The University of Sheffield spin-out FaraPack Polymers ‘FACTUM’ project aims to bring Additive Manufacturing up-to-speed with injection moulding with a revolutionary new process involving infrared light and inkjet technology that has been christened High-Speed Sintering or HSS.
HSS has been Professor Neil Hopkinson’s baby for some time and has the like of Unilever with a vested interest. The latest development takes a significant step forward in making HSS a more sustainable, affordable and feasible technology that could replace many manufacturing process particular in the FMCG industry.
Until now the HSS process has worked by laying down a full layer of the Carbon Black ink and building up from there but what recent studies have found is that by using less ink parts can have greater tensile properties.
By printing in full black ink the team discovered that this was actually in excess of the traditional tensile properties needed for Nylon 12. However, by laying down dots of black ink in each cross-section the team have found they can alter strengths and density of parts at differing levels.

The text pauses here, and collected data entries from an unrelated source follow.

impl FieldType {
    /// `LIST<elem>`
    pub fn list(elem: FieldType) -> Self {
        FieldType::List(Box::new(elem))
    }

    /// `SET<elem>`
    pub fn set(elem: FieldType) -> Self {
        FieldType::Set(Box::new(elem))
    }

    /// `MAP<key, value>`
    pub fn map(key: FieldType, value: FieldType) -> Self {
        FieldType::Map(Box::new(key), Box::new(value))
    }

    /// Nested struct
    pub fn structure(schema: impl Into<Arc<StructSchema>>) -> Self {
        FieldType::Struct(schema.into())
    }

    /// Code written in headers for a value of this type
    pub const fn wire_type(&self) -> WireType {
        match self {
            FieldType::Bool => WireType::Bool,
            FieldType::Byte => WireType::Byte,
            FieldType::I16 => WireType::I16,
            FieldType::I32 => WireType::I32,
            FieldType::I64 => WireType::I64,
            FieldType::Double => WireType::Double,
            FieldType::String | FieldType::Binary => WireType::String,
            FieldType::Struct(_) => WireType::Struct,
            FieldType::List(_) => WireType::List,
            FieldType::Set(_) => WireType::Set,
            FieldType::Map(_, _) => WireType::Map,
        }
    }

    /// Check that `value` has this type, recursing into containers and nested structs
    ///
    /// `on_mismatch` builds the error reported for a type mismatch anywhere below.
    fn check<F>(&self, value: &Value, on_mismatch: &F) -> Result<()>
    where
        F: Fn() -> Error,
    {
        match (self, value) {
            (FieldType::Bool, Value::Bool(_))
            | (FieldType::Byte, Value::Byte(_))
            | (FieldType::I16, Value::I16(_))
            | (FieldType::I32, Value::I32(_))
            | (FieldType::I64, Value::I64(_))
            | (FieldType::Double, Value::Double(_))
            | (FieldType::String, Value::String(_))
            | (FieldType::Binary, Value::Binary(_)) => Ok(()),
            (FieldType::Struct(schema), Value::Struct(record)) => schema.validate(record),
            (FieldType::List(elem), Value::List(items))
            | (FieldType::Set(elem), Value::Set(items)) => {
                items.iter().try_for_each(|item| elem.check(item, on_mismatch))
            }
            (FieldType::Map(k, v), Value::Map(entries)) => {
                entries.iter().try_for_each(|(key, val)| {
                    k.check(key, on_mismatch)?;
                    v.check(val, on_mismatch)
                })
            }
            _ => Err(on_mismatch()),
        }
    }

    /// Order two values of this type
    ///
    /// Nested structs order by their own schema; containers lexicographically.
    pub fn compare(&self, a: &Value, b: &Value) -> Ordering {
        match (self, a, b) {
            (FieldType::Struct(schema), Value::Struct(x), Value::Struct(y)) => {
                schema.compare(x, y)
            }
            (FieldType::List(elem), Value::List(x), Value::List(y))
            | (FieldType::Set(elem), Value::Set(x), Value::Set(y)) => {
                cmp_seq(x, y, |p, q| elem.compare(p, q))
            }
            (FieldType::Map(k, v), Value::Map(x), Value::Map(y)) => {
                cmp_seq(x, y, |(pk, pv), (qk, qv)| {
                    k.compare(pk, qk).then_with(|| v.compare(pv, qv))
                })
            }
            _ => a.structural_cmp(b),
        }
    }

    fn fmt_value(&self, value: &Value, f: &mut fmt::Formatter<'_>) -> fmt::Result {
        match (self, value) {
            (FieldType::Struct(schema), Value::Struct(record)) => {
                fmt::Display::fmt(&schema.display(record), f)
            }
            (_, Value::Bool(b)) => write!(f, "{b}"),
            (_, Value::Byte(i)) => write!(f, "{i}"),
            (_, Value::I16(i)) => write!(f, "{i}"),
            (_, Value::I32(i)) => write!(f, "{i}"),
            (_, Value::I64(i)) => write!(f, "{i}"),
            (_, Value::Double(d)) => write!(f, "{d}"),
            (_, Value::String(s)) => f.write_str(s),
            (_, Value::Binary(bytes)) => {
                for (i, byte) in bytes.iter().enumerate() {
                    if i > 0 {
                        f.write_str(" ")?;
                    }
                    write!(f, "{byte:02X}")?;
                }
                Ok(())
            }
            (FieldType::List(elem), Value::List(items)) => {
                f.write_str("[")?;
                elem.fmt_items(items, f)?;
                f.write_str("]")
            }
            (FieldType::Set(elem), Value::Set(items)) => {
                f.write_str("{")?;
                elem.fmt_items(items, f)?;
                f.write_str("}")
            }
            (FieldType::Map(k, v), Value::Map(entries)) => {
                f.write_str("{")?;
                for (i, (key, val)) in entries.iter().enumerate() {
                    if i > 0 {
                        f.write_str(", ")?;
                    }
                    k.fmt_value(key, f)?;
                    f.write_str(":")?;
                    v.fmt_value(val, f)?;
                }
                f.write_str("}")
            }
            (_, other) => write!(f, "<{}>", other.type_name()),
        }
    }

    fn fmt_items(&self, items: &[Value], f: &mut fmt::Formatter<'_>) -> fmt::Result {
        for (i, item) in items.iter().enumerate() {
            if i > 0 {
                f.write_str(", ")?;
            }
            self.fmt_value(item, f)?;
        }
        Ok(())
    }
}

impl fmt::Display for FieldType {
    fn fmt(&self, f: &mut fmt::Formatter<'_>) -> fmt::Result {
        match self {
            FieldType::Bool => f.write_str("bool"),
            FieldType::Byte => f.write_str("byte"),
            FieldType::I16 => f.write_str("i16"),
            FieldType::I32 => f.write_str("i32"),
            FieldType::I64 => f.write_str("i64"),
            FieldType::Double => f.write_str("double"),
            FieldType::String => f.write_str("string"),
            FieldType::Binary => f.write_str("binary"),
            FieldType::Struct(schema) => write!(f, "struct {}", schema.name()),
            FieldType::List(elem) => write!(f, "list<{elem}>"),
            FieldType::Set(elem) => write!(f, "set<{elem}>"),
            FieldType::Map(k, v) => write!(f, "map<{k},{v}>"),
        }
    }
}

/// Static metadata for one field
#[derive(Debug, Clone, PartialEq, Eq)]
pub struct FieldDescriptor {
    tag: i16,
    name: String,
    field_type: FieldType,
    required: bool,
    default: Option<Value>,
}

impl FieldDescriptor {
    /// Field that must be set for a record to validate
    pub fn required(tag: i16, name: impl Into<String>, field_type: FieldType) -> Self {
        Self {
            tag,
            name: name.into(),
            field_type,
            required: true,
            default: None,
        }
    }

    /// Field that may be left unset; costs nothing on the wire when unset
    pub fn optional(tag: i16, name: impl Into<String>, field_type: FieldType) -> Self {
        Self {
            required: false,
            ..Self::required(tag, name, field_type)
        }
    }

    /// Value placed in records created by [`StructSchema::new_record`]
    pub fn with_default(mut self, value: impl Into<Value>) -> Self {
        self.default = Some(value.into());
        self
    }

    /// Wire identity of the field
    #[inline]
    pub fn tag(&self) -> i16 {
        self.tag
    }

    /// Field name, used for diagnostics and by-name access
    #[inline]
    pub fn name(&self) -> &str {
        &self.name
    }

    /// Declared type
    #[inline]
    pub fn field_type(&self) -> &FieldType {
        &self.field_type
    }

    /// Wire type written in the field header
    #[inline]
    pub fn wire_type(&self) -> WireType {
        self.field_type.wire_type()
    }

    /// Whether the field must be set
    #[inline]
    pub fn is_required(&self) -> bool {
        self.required
    }

    /// Default placed in new records, if any
    #[inline]
    pub fn default_value(&self) -> Option<&Value> {
        self.default.as_ref()
    }
}

/// Ordered field list of one record type
#[derive(Debug, Clone, PartialEq, Eq)]
pub struct StructSchema {
    name: String,
    fields: Vec<FieldDescriptor>,
    by_tag: BTreeMap<i16, usize>,
}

This “greyscaling” of a part means that each part can have differing properties using one material. A part can be stiff on the outside and light on the inside, which, according to Hopkinson, could have significant use in the aerospace and automotive industries.
Gradients in sintering has been explored previously by netfabb whose CEO Alexander Oster explored the idea of using nature’s structures in the design process before printing could give different hardnesses to single prints in relevant areas. This was demonstrated with the SLS printed chair, which was printed as one and features hard legs and a spongy seat.
This HSS process however, could save both time and money, by printing multi-feel parts in one material not only will this be more cost-effective but recycling will be a lot easier. Pr Hopkinson says that this dithering process will be improved in upcoming versions to use true greyscale.